- [Work instructions]: Print the lines in the listing below that fall between the line with "(y - self.min)" and the line with "all are done.", those two lines included, exactly as they stand and with nothing else.

- [Entries provided]:
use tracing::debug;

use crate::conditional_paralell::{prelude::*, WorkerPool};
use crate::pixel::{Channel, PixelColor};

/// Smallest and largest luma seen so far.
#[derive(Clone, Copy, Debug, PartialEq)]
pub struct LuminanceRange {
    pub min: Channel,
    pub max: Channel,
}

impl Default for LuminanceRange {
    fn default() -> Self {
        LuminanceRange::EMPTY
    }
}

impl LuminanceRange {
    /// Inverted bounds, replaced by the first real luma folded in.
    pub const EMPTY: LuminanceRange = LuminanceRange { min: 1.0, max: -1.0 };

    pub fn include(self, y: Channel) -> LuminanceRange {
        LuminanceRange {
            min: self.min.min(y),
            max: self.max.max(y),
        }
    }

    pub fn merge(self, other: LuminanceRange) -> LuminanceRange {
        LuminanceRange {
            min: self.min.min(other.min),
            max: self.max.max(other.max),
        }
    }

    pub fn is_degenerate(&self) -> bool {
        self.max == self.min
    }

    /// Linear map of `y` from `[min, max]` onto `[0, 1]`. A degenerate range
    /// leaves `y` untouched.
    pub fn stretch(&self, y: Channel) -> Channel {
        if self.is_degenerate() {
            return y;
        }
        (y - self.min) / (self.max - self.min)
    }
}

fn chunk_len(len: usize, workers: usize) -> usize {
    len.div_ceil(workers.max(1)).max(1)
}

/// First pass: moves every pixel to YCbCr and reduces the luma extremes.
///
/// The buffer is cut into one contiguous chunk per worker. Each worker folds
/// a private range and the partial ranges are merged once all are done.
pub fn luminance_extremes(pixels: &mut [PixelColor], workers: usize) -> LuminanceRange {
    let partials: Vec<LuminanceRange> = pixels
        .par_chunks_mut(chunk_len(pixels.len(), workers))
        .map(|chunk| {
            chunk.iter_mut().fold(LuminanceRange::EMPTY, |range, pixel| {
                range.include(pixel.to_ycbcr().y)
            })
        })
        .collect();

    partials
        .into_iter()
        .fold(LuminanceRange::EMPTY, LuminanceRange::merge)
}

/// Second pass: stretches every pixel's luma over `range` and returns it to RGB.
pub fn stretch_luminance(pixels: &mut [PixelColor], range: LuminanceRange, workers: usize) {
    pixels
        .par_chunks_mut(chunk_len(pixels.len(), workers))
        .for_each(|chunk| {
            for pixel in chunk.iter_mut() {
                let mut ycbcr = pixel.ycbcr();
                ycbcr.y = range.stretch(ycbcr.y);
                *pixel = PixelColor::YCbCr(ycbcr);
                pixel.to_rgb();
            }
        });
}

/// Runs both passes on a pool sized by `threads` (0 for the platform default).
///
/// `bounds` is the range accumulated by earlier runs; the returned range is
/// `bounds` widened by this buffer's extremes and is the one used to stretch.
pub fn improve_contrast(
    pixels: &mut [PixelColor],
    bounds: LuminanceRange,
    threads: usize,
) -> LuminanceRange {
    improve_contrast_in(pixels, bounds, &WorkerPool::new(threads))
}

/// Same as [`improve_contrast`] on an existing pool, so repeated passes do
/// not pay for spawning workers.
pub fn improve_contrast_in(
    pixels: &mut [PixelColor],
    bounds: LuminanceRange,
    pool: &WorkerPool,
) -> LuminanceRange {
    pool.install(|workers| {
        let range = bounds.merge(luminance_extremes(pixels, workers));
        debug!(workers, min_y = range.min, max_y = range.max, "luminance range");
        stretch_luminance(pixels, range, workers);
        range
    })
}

- [Task solution]:
        (y - self.min) / (self.max - self.min)
    }
}

fn chunk_len(len: usize, workers: usize) -> usize {
    len.div_ceil(workers.max(1)).max(1)
}

/// First pass: moves every pixel to YCbCr and reduces the luma extremes.
///
/// The buffer is cut into one contiguous chunk per worker. Each worker folds
/// a private range and the partial ranges are merged once all are done.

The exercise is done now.